Не стал он рассказывать жене и о том, что ему велели сдать дипломатический паспорт и что теперь он в отпуске — бессрочном. Не упоминал он и о том, что его коробка с привезенными с Запада книгами конфискована, и ему пришлось поставить свою подпись на описи изъятых книг, то есть, по сути, расписаться в хранении антисоветской литературы дома. Ломая комедию перед скрытыми микрофонами и заодно перед Лейлой, Гордиевский громко жаловался на несправедливость и необоснованную травлю: «Это же сущее безобразие — обращаться так с полковником КГБ!» Лейла не знала, что коллеги уже боятся встречаться с ее мужем взглядом, что он день-деньской сидит за пустым столом. Он не говорил ей, что теперь у них дома повсюду «жучки», что КГБ наблюдает за ними круглые сутки. Он ничего ей не рассказывал, а она ему верила.
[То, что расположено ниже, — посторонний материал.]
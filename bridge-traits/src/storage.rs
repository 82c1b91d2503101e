//! Storage Abstractions
//!
//! The playback core persists two kinds of data: opaque audio payload bytes
//! keyed by track locator, and small position records keyed by track id.
//! Both go through the same storage-agnostic key/value contract so a host can
//! back them with files, IndexedDB, SQLite, or memory.

use async_trait::async_trait;
use bytes::Bytes;

use crate::error::Result;

/// Async key/value store with key enumeration.
///
/// Keys are UTF-8 strings chosen by the caller; values are opaque bytes.
/// Implementations must make `put` atomic per key: a concurrent `get` sees
/// either the old value or the new one, never a partial write.
///
/// # Example
///
/// ```ignore
/// use bridge_traits::storage::KeyValueStore;
///
/// async fn remember(store: &dyn KeyValueStore) -> Result<()> {
///     store.put("position:track-1", Bytes::from_static(b"42.0")).await?;
///     assert!(store.get("position:track-1").await?.is_some());
///     Ok(())
/// }
/// ```
#[async_trait]
pub trait KeyValueStore: Send + Sync {
    /// Read a value. Returns `Ok(None)` when the key is absent.
    async fn get(&self, key: &str) -> Result<Option<Bytes>>;

    /// Insert or replace a value.
    async fn put(&self, key: &str, value: Bytes) -> Result<()>;

    /// Remove a value. Deleting an absent key is not an error.
    async fn delete(&self, key: &str) -> Result<()>;

    /// Enumerate every key currently stored.
    async fn keys(&self) -> Result<Vec<String>>;

    /// Enumerate keys starting with `prefix`.
    ///
    /// The default implementation filters [`KeyValueStore::keys`]; stores with
    /// an ordered index should override it.
    async fn keys_with_prefix(&self, prefix: &str) -> Result<Vec<String>> {
        Ok(self
            .keys()
            .await?
            .into_iter()
            .filter(|key| key.starts_with(prefix))
            .collect())
    }

    /// Check whether a key exists.
    async fn contains(&self, key: &str) -> Result<bool> {
        Ok(self.get(key).await?.is_some())
    }
}
use thiserror::Error;

#[derive(Error, Debug)]
pub enum BridgeError {
    #[error("Bridge capability not available: {0}")]
    NotAvailable(String),

    #[error("Bridge operation failed: {0}")]
    OperationFailed(String),

    #[error("Storage error: {0}")]
    Storage(String),

    #[error("Engine error: {0}")]
    Engine(String),

    #[error("Serialization error: {0}")]
    Serialization(#[from] serde_json::Error),

    #[error("IO error: {0}")]
    Io(#[from] std::io::Error),
}

pub type Result<T> = std::result::Result<T, BridgeError>;
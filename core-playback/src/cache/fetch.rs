//! Payload sources
//!
//! The cache never talks to the network directly; it asks a
//! [`PayloadFetcher`] for the bytes behind a locator.

use async_trait::async_trait;
use bridge_traits::error::BridgeError;
use bridge_traits::http::{HttpClient, HttpRequest};
use bytes::Bytes;
use core_runtime::logging::redact_locator;
use std::sync::Arc;
use tracing::debug;

use crate::error::FetchError;

/// Fetches the encoded payload for a locator.
///
/// Implementations report transport failures as [`FetchError`] and should
/// not apply their own timeout; the cache wraps every call in one.
#[cfg_attr(test, mockall::automock)]
#[async_trait]
pub trait PayloadFetcher: Send + Sync {
    async fn fetch(&self, locator: &str) -> Result<Bytes, FetchError>;
}

/// [`PayloadFetcher`] that issues a GET through the host [`HttpClient`].
pub struct HttpPayloadFetcher {
    client: Arc<dyn HttpClient>,
}

impl HttpPayloadFetcher {
    pub fn new(client: Arc<dyn HttpClient>) -> Self {
        Self { client }
    }
}

#[async_trait]
impl PayloadFetcher for HttpPayloadFetcher {
    async fn fetch(&self, locator: &str) -> Result<Bytes, FetchError> {
        let redacted = redact_locator(locator);
        debug!(locator = %redacted, "Fetching payload");

        let response = self
            .client
            .execute(HttpRequest::get(locator))
            .await
            .map_err(|e| FetchError::Network {
                locator: redacted.clone(),
                message: bridge_message(e),
            })?;

        if !response.is_success() {
            return Err(FetchError::Status {
                locator: redacted,
                status: response.status,
            });
        }

        if response.body.is_empty() {
            return Err(FetchError::EmptyPayload { locator: redacted });
        }

        Ok(response.body)
    }
}

fn bridge_message(error: BridgeError) -> String {
    match error {
        BridgeError::OperationFailed(message) | BridgeError::NotAvailable(message) => message,
        other => other.to_string(),
    }
}

#[cfg(test)]
mod tests {
    use super::*;
    use bridge_traits::error::Result as BridgeResult;
    use bridge_traits::http::HttpResponse;
    use std::collections::HashMap;

    struct CannedHttp {
        status: u16,
        body: &'static [u8],
    }

    #[async_trait]
    impl HttpClient for CannedHttp {
        async fn execute(&self, _request: HttpRequest) -> BridgeResult<HttpResponse> {
            Ok(HttpResponse {
                status: self.status,
                headers: HashMap::new(),
                body: Bytes::from_static(self.body),
            })
        }
    }

    struct OfflineHttp;

    #[async_trait]
    impl HttpClient for OfflineHttp {
        async fn execute(&self, _request: HttpRequest) -> BridgeResult<HttpResponse> {
            Err(BridgeError::OperationFailed("connection refused".to_string()))
        }
    }

    #[tokio::test]
    async fn test_success_returns_body() {
        let fetcher = HttpPayloadFetcher::new(Arc::new(CannedHttp {
            status: 200,
            body: b"ID3\x04",
        }));

        let bytes = fetcher.fetch("https://cdn.example/a.mp3").await.unwrap();
        assert_eq!(bytes.as_ref(), b"ID3\x04");
    }

    #[tokio::test]
    async fn test_status_error_uses_redacted_locator() {
        let fetcher = HttpPayloadFetcher::new(Arc::new(CannedHttp {
            status: 404,
            body: b"",
        }));

        let error = fetcher
            .fetch("https://cdn.example/music/a.mp3?sig=secret")
            .await
            .unwrap_err();
        match error {
            FetchError::Status { locator, status } => {
                assert_eq!(status, 404);
                assert!(!locator.contains("secret"));
            }
            other => panic!("unexpected error: {other:?}"),
        }
    }

    #[tokio::test]
    async fn test_empty_body_is_an_error() {
        let fetcher = HttpPayloadFetcher::new(Arc::new(CannedHttp {
            status: 200,
            body: b"",
        }));

        assert!(matches!(
            fetcher.fetch("a.mp3").await,
            Err(FetchError::EmptyPayload { .. })
        ));
    }

    #[tokio::test]
    async fn test_transport_failure_is_network_error() {
        let fetcher = HttpPayloadFetcher::new(Arc::new(OfflineHttp));

        match fetcher.fetch("a.mp3").await {
            Err(FetchError::Network { message, .. }) => {
                assert_eq!(message, "connection refused")
            }
            other => panic!("unexpected result: {other:?}"),
        }
    }
}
И все же Лейла замечала, что муж пребывает в состоянии сильной психологической подавленности. Выглядел он ужасно — глаза ввалились и налились кровью. Он пристрастился к кубинскому рому — пил его каждый вечер, как обезболивающее, и только так засыпал. Он даже начал курить, пытаясь успокоить вконец расшатавшуюся нервную систему. За две недели он похудел на шесть килограммов. Лейла уговорила его сходить к врачу. Врач — женщина, наблюдавшая Гордиевского уже давно, — прослушав его через стетоскоп, встревожилась: «Что с вами происходит? У вас сердечная аритмия. Вы ощущаете постоянный страх. Чего вы так боитесь?» И прописала успокоительное. «Он вел себя как зверь в клетке, — вспоминала Лейла. — Мне все время приходилось успокаивать его. „Я — твоя скала, — говорила я ему. — Ничего не бойся. Напейся, если хочешь. Я не возражаю“».
Ночью, осовев от рома и окоченев от паники, Гордиевский ворочал в уме одни и те же вопросы. Рассказать все Лейле? Рискнуть выйти на МИ-6? Задействовать план побега и попытаться удрать? Но как тогда быть с Лейлой и девочками — взять их тоже? с другой стороны, он ведь пережил допрос с наркотиками — и все еще остается на свободе. Может быть, в КГБ в самом деле решили отстать от него? Если у них нет неопровержимых доказательств его вины, тогда попытка побега будет глупым и преждевременным действием с его стороны. Наутро после такой ночи Гордиевский просыпался разбитым. В голове гудело, сердце колотилось, а решение так и не было принято.